Ce n'est pas qu'il n'a pas noté le sous-entendu, c'est simplement qu'il ne sait pas comment y répondre. Chuck a déjà dû dire au revoir à beaucoup de Homiens avant lui, y compris ses prédécesseurs dans sa fonction à ses côtés. Certains parce qu'ils avaient choisi de partir comme il s'apprête à le faire, pour rentrer ou pour une autre destination, et d'autres parce qu'ils ont dû être arrêtés comme Kayle l'a déjà été et devrait l'être à nouveau, pour des raisons diverses et variées. Quelle valeur peut bien avoir la nostalgie de quelqu'un qui a déjà tant de fantômes ? Non pas que la nostalgie de n'importe lequel d'entre eux soit pertinente, puisqu'ils ignorent la notion de finalité.

— Ne lui laisse surtout pas entendre qu'on a réussi à te mettre à la retraite, sinon il ne te laissera jamais l'oublier, le met gentiment en garde le grand blond.

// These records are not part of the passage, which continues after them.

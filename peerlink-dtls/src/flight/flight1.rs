use super::*;
use crate::compression_methods::*;
use crate::conn::*;
use crate::curve::named_curve::NamedCurve;
use crate::extension::extension_supported_elliptic_curves::*;
use crate::extension::extension_supported_point_formats::*;
use crate::extension::extension_supported_signature_algorithms::*;
use crate::extension::extension_supported_versions::*;
use crate::extension::extension_use_extended_master_secret::*;
use crate::extension::extension_use_srtp::*;
use crate::extension::*;
use crate::handshake::handshake_message_client_hello::*;
use crate::handshaker::srv_cli_str;

use log::debug;

/// Client: the answer to the first ClientHello is either a HelloVerifyRequest
/// or, from a server that skips the cookie exchange, the whole server flight.
pub(super) fn parse(
    state: &mut State,
    cache: &HandshakeCache,
    cfg: &HandshakeConfig,
) -> Result<Flight, FlightError> {
    let (seq, msgs) = match cache.full_pull_map(
        state.handshake_recv_sequence,
        &[rule(
            HandshakeType::HelloVerifyRequest,
            cfg.initial_epoch,
            false,
        )],
    ) {
        Ok((seq, msgs)) => (seq, msgs),
        Err(_) => return super::flight3::parse(state, cache, cfg),
    };

    let Some(HandshakeMessage::HelloVerifyRequest(h)) =
        msgs.get(&HandshakeType::HelloVerifyRequest)
    else {
        return Err((Some(Alert::fatal(AlertDescription::InternalError)), None));
    };

    // DTLS 1.2 servers may still answer with a 1.0 HelloVerifyRequest
    // <https://tools.ietf.org/html/rfc6347#section-4.2.1>
    if h.version != PROTOCOL_VERSION1_0 && h.version != PROTOCOL_VERSION1_2 {
        return Err(alert_fatal(
            AlertDescription::ProtocolVersion,
            Error::ErrUnsupportedProtocolVersion,
        ));
    }

    debug!(
        "[handshake:{}] received cookie of {} bytes",
        srv_cli_str(state.is_client),
        h.cookie.len()
    );
    state.cookie.clone_from(&h.cookie);
    state.handshake_recv_sequence = seq;

    Ok(Flight::Flight3)
}

pub(super) fn generate(
    state: &mut State,
    _cache: &HandshakeCache,
    cfg: &HandshakeConfig,
) -> Result<Vec<Packet>, FlightError> {
    state.local_epoch = 0;
    state.remote_epoch = 0;
    state.named_curve = DEFAULT_NAMED_CURVE;
    state.cookie = vec![];
    state.local_random.populate();

    Ok(vec![Packet::plaintext(handshake_record(
        0,
        HandshakeMessage::ClientHello(client_hello(state, cfg)),
    ))])
}

/// ClientHello shared by flights 1 and 3; only the cookie differs.
pub(super) fn client_hello(state: &State, cfg: &HandshakeConfig) -> HandshakeMessageClientHello {
    let mut extensions = vec![
        Extension::SupportedSignatureAlgorithms(ExtensionSupportedSignatureAlgorithms {
            signature_hash_algorithms: cfg.local_signature_schemes.clone(),
        }),
        Extension::SupportedEllipticCurves(ExtensionSupportedEllipticCurves {
            elliptic_curves: vec![NamedCurve::X25519, NamedCurve::P256],
        }),
        Extension::SupportedPointFormats(ExtensionSupportedPointFormats {
            point_formats: vec![ELLIPTIC_CURVE_POINT_FORMAT_UNCOMPRESSED],
        }),
    ];

    if cfg.extended_master_secret != ExtendedMasterSecretType::Disable {
        extensions.push(Extension::UseExtendedMasterSecret(
            ExtensionUseExtendedMasterSecret { supported: true },
        ));
    }

    if !cfg.local_srtp_protection_profiles.is_empty() {
        extensions.push(Extension::UseSrtp(ExtensionUseSrtp {
            protection_profiles: cfg.local_srtp_protection_profiles.clone(),
        }));
    }

    if cfg.advertise_dtls13 {
        extensions.push(Extension::SupportedVersions(ExtensionSupportedVersions {
            versions: vec![PROTOCOL_VERSION1_3, PROTOCOL_VERSION1_2],
        }));
    }

    HandshakeMessageClientHello {
        version: PROTOCOL_VERSION1_2,
        random: state.local_random.clone(),
        session_id: vec![],
        cookie: state.cookie.clone(),
        cipher_suites: cfg.local_cipher_suites.clone(),
        compression_methods: CompressionMethods::default(),
        extensions,
    }
}
#[cfg(test)]
mod message_test;

use crate::attributes::*;
use rand::Rng;
use shared::error::*;
use std::fmt;

// MAGIC_COOKIE is fixed value that aids in distinguishing STUN packets
// from packets of other protocols when STUN is multiplexed with those
// other protocols on the same Port.
//
// The magic cookie field MUST contain the fixed value 0x2112A442 in
// network byte order.
//
// Defined in "STUN Message Structure", section 6.
pub const MAGIC_COOKIE: u32 = 0x2112A442;
pub const ATTRIBUTE_HEADER_SIZE: usize = 4;
pub const MESSAGE_HEADER_SIZE: usize = 20;

// TRANSACTION_ID_SIZE is length of transaction id array (in bytes).
pub const TRANSACTION_ID_SIZE: usize = 12; // 96 bit

/// Interface for setting message attribute.
pub trait Setter {
    fn add_to(&self, m: &mut Message) -> Result<()>;
}

/// Interface for getting message attribute.
pub trait Getter {
    fn get_from(&mut self, m: &Message) -> Result<()>;
}

/// Interface for checking message attribute.
pub trait Checker {
    fn check(&self, m: &Message) -> Result<()>;
}

// is_message returns true if b looks like STUN message.
// Useful for multiplexing. is_message does not guarantee
// that decoding will be successful.
pub fn is_message(b: &[u8]) -> bool {
    b.len() >= MESSAGE_HEADER_SIZE
        && u32::from_be_bytes([b[4], b[5], b[6], b[7]]) == MAGIC_COOKIE
        && b[0] & 0xc0 == 0
}

// Message represents a single STUN packet. raw always holds the encoded
// form of the header and attributes added so far.
#[derive(Default, Debug, Clone)]
pub struct Message {
    pub typ: MessageType,
    pub length: u32, // len(raw) not including header
    pub transaction_id: TransactionId,
    pub attributes: Attributes,
    pub raw: Vec<u8>,
}
use super::*;
use crate::candidate::candidate_pair::*;

fn base_config(address: &str) -> CandidateConfig {
    CandidateConfig {
        network: "udp".to_owned(),
        address: address.to_owned(),
        port: 5000,
        component: COMPONENT_RTP,
        ..Default::default()
    }
}

pub(crate) fn host_candidate() -> Result<Candidate> {
    CandidateHostConfig {
        base_config: base_config("10.0.0.1"),
    }
    .new_candidate_host()
}

pub(crate) fn prflx_candidate() -> Result<Candidate> {
    CandidatePeerReflexiveConfig {
        base_config: base_config("10.0.0.2"),
        ..Default::default()
    }
    .new_candidate_peer_reflexive()
}

pub(crate) fn srflx_candidate() -> Result<Candidate> {
    CandidateServerReflexiveConfig {
        base_config: base_config("203.0.113.4"),
        rel_addr: "10.0.0.1".to_owned(),
        rel_port: 5000,
        ..Default::default()
    }
    .new_candidate_server_reflexive()
}

pub(crate) fn relay_candidate() -> Result<Candidate> {
    CandidateRelayConfig {
        base_config: base_config("198.51.100.7"),
        rel_addr: "203.0.113.4".to_owned(),
        rel_port: 5000,
        ..Default::default()
    }
    .new_candidate_relay()
}

#[test]
fn test_candidate_pair_priority() -> Result<()> {
    let host = host_candidate()?;
    let srflx = srflx_candidate()?;
    let relay = relay_candidate()?;

    let tests = vec![
        (
            CandidatePair::new(0, 0, host.priority(), host.priority(), false),
            9151314440652587007,
        ),
        (
            CandidatePair::new(0, 1, host.priority(), srflx.priority(), true),
            7277816996102668288,
        ),
        (
            CandidatePair::new(0, 1, host.priority(), srflx.priority(), false),
            7277816996102668287,
        ),
        (
            CandidatePair::new(0, 2, relay.priority(), host.priority(), true),
            72057593987596287,
        ),
        (
            CandidatePair::new(0, 2, relay.priority(), host.priority(), false),
            72057593987596288,
        ),
    ];

    for (pair, want) in tests {
        assert_eq!(pair.priority(), want, "CandidatePair({pair}).Priority()");
    }

    Ok(())
}

#[test]
fn test_candidate_pair_equality() -> Result<()> {
    let host = host_candidate()?;
    let srflx = srflx_candidate()?;
    let pair_a = CandidatePair::new(0, 1, host.priority(), srflx.priority(), true);
    let pair_b = CandidatePair::new(0, 1, srflx.priority(), host.priority(), false);
    let pair_c = CandidatePair::new(1, 0, host.priority(), srflx.priority(), true);

    assert_eq!(pair_a, pair_b, "Expected {pair_a} to equal {pair_b}");
    assert_ne!(pair_a, pair_c);
    assert_eq!(pair_a.state(), CandidatePairState::Waiting);
    assert!(!pair_a.nominated());

    Ok(())
}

Il ne se vexe pas de la gravité de la réponse qui vient de lui être donnée. Il ne peut pas avoir passé tout ce temps avec Chad et ne pas être habitué à son caractère dur et froid. Au contraire, le voir l'illustrer est plaisant. Il y a quelque chose de rassurant qu'il reste fidèle à lui-même. Il n'y a rien de mal au changement, il est même inévitable, mais un peu de stabilité est salutaire après toutes les perturbations qu'ils ont subies ces derniers mois. À leur échelle, c'est une période particulièrement courte, ce qui signifie certes qu'ils n'auront à terme souvenir que d'une anomalie passagère. Mais leur brièveté confère par ailleurs une certaine intensité à leurs récentes mésaventures.

— Ou peut-être qu'au contraire, ça lui coupera enfin le sifflet… propose l'encapuchonné comme scénario alternatif, se déridant un peu maintenant qu'il est satisfait que son collègue ne semble pas vouloir faire de réelle tentative pour contrarier ses plans.

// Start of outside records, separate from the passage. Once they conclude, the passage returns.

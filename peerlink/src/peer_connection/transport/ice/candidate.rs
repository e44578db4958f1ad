use ice::candidate::{Candidate, unmarshal_candidate};
use serde::{Deserialize, Serialize};
use shared::error::Result;

/// ICECandidateInit is used to serialize ice candidates
#[derive(Default, Debug, Clone, PartialEq, Eq, Serialize, Deserialize)]
#[serde(rename_all = "camelCase")]
pub struct RTCIceCandidateInit {
    pub candidate: String,
    pub sdp_mid: Option<String>,
    #[serde(rename = "sdpMLineIndex")]
    pub sdp_mline_index: Option<u16>,
    pub username_fragment: Option<String>,
}

impl RTCIceCandidateInit {
    /// Describes a local candidate for trickling to the peer.
    pub fn from_candidate(
        candidate: &Candidate,
        sdp_mid: Option<String>,
        username_fragment: Option<String>,
    ) -> Self {
        RTCIceCandidateInit {
            candidate: format!("candidate:{}", candidate.marshal()),
            sdp_mline_index: sdp_mid.as_ref().map(|_| 0),
            sdp_mid,
            username_fragment,
        }
    }

    /// Parses the candidate line, with or without the `candidate:` prefix.
    pub fn to_candidate(&self) -> Result<Candidate> {
        unmarshal_candidate(&self.candidate)
    }

    /// An empty candidate string signals the end of candidates.
    pub fn is_end_of_candidates(&self) -> bool {
        self.candidate.is_empty()
    }
}

#[cfg(test)]
mod test {
    use super::*;
    use shared::error::Error;

    #[test]
    fn test_ice_candidate_serialization() -> Result<()> {
        let tests = vec![
            (
                RTCIceCandidateInit {
                    candidate: "candidate:abc123".to_string(),
                    sdp_mid: Some("0".to_string()),
                    sdp_mline_index: Some(0),
                    username_fragment: Some("def".to_string()),
                },
                r#"{"candidate":"candidate:abc123","sdpMid":"0","sdpMLineIndex":0,"usernameFragment":"def"}"#,
            ),
            (
                RTCIceCandidateInit {
                    candidate: "candidate:abc123".to_string(),
                    sdp_mid: None,
                    sdp_mline_index: None,
                    username_fragment: None,
                },
                r#"{"candidate":"candidate:abc123","sdpMid":null,"sdpMLineIndex":null,"usernameFragment":null}"#,
            ),
        ];

        for (candidate_init, expected_string) in tests {
            let candidate_data = serde_json::to_string(&candidate_init)
                .map_err(|err| Error::Other(err.to_string()))?;
            assert_eq!(candidate_data, expected_string, "string is not expected");

            let actual: RTCIceCandidateInit = serde_json::from_str(&candidate_data)
                .map_err(|err| Error::Other(err.to_string()))?;
            assert_eq!(actual, candidate_init);
        }

        Ok(())
    }

    #[test]
    fn test_ice_candidate_parse() -> Result<()> {
        let init = RTCIceCandidateInit {
            candidate: "candidate:647372371 1 udp 2130706431 10.0.0.1 5000 typ host".to_owned(),
            sdp_mid: Some("0".to_owned()),
            ..Default::default()
        };
        let c = init.to_candidate()?;
        assert_eq!(c.port(), 5000);

        let back = RTCIceCandidateInit::from_candidate(&c, Some("0".to_owned()), None);
        assert_eq!(back.to_candidate()?.port(), 5000);
        assert!(back.candidate.starts_with("candidate:"));
        assert_eq!(back.sdp_mline_index, Some(0));
        assert!(!back.is_end_of_candidates());
        assert!(RTCIceCandidateInit::default().is_end_of_candidates());

        Ok(())
    }
}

À ses mots, les deux extraterrestres se tournent l'un vers l'autre au même moment, aussi intrigué par l'idée l'un que l'autre. Le temps qu'il leur reste avec Kayle est effectivement sans doute limité, et n'est pas vraiment en sa compagnie entière, mais il serait néanmoins intéressant d'arriver à le laisser sans voix au moins une fois avant son exécution. En souvenir du bon vieux temps, peu importe combien Chad a nié l'existence d'une telle ère devant leur jeune équipier, lorsqu'ils parcouraient la cambrousse sur les traces de Maena.

Les deux anciens restent encore un long moment côte à côte en silence, à considérer l'époque où Kayle était plus jeune. Ils se souviennent de ses incessantes questions à son arrivée, puis de ses interminables commentaires, jusqu'à ce qu'il en arrive à simplement leur rebattre les oreilles de ses histoires auxquelles ils n'auraient pas assisté. Et aussi de certaines pour lesquelles ils étaient pourtant présents. Ils n'ont pas oublié non plus son émerveillement et ses talents, sa fascination et sa brutale empathie. Il était vraiment quelque chose. Et pourtant, ils ont dû et vont sûrement devoir encore le réduire à néant.